Figure 4.

Interference activity of in vitro assembled type I-A Cascade. (A) The assembled Cascade complex is loaded with crRNA 5.2 for 20 min at 70°C, and the interference reaction is started with the addition of ATP, Mg²⁺, Mn²⁺ and the dsDNA substrate (in_5.2 CCT), which is either 5′-[γ-³²P]-ATP labeled on the non-target (forward) or the crRNA target strand (reverse). Cleavage reactions were stopped at three different time points (1, 5, 10 min at 70°C).
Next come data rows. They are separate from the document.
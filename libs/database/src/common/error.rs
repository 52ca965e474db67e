/// Unified database error type for all store-backing connections
#[derive(Debug, thiserror::Error)]
pub enum DatabaseError {
    /// Redis-specific errors
    #[cfg(feature = "redis")]
    #[error("Redis error: {0}")]
    Redis(#[from] redis::RedisError),

    /// Connection failed after retries
    #[error("Connection failed: {0}")]
    ConnectionFailed(String),

    /// Health check failed
    #[error("Health check failed: {0}")]
    HealthCheckFailed(String),

    /// Configuration error
    #[error("Configuration error: {0}")]
    ConfigError(String),

    /// Generic database error
    #[error("Database error: {0}")]
    Generic(String),
}

/// Result type alias for database operations
pub type DatabaseResult<T> = Result<T, DatabaseError>;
The reaction products of the cleaved dsDNA were separated on 20% denaturing gels. The non-matching crRNA 5.13 and the Cas3′′ D56A mutant are used as controls. (B) In parallel, the crRNA 5.13 is loaded into Cascade, and cleavage of the matching dsDNA substrate (in_5.13 CCT) is visualized. (C and D) The cleavage products are analyzed on 10% Urea-PAGE for each strand (in_5.2 CCT for/rev and in_5.13 CCT for/rev) with two different markers (Supplementary Figure S9). The cleavage sites are marked within the proposed R-loop structure that is formed during the interference reaction [(C) dsDNA 5.2, (D) dsDNA 5.13].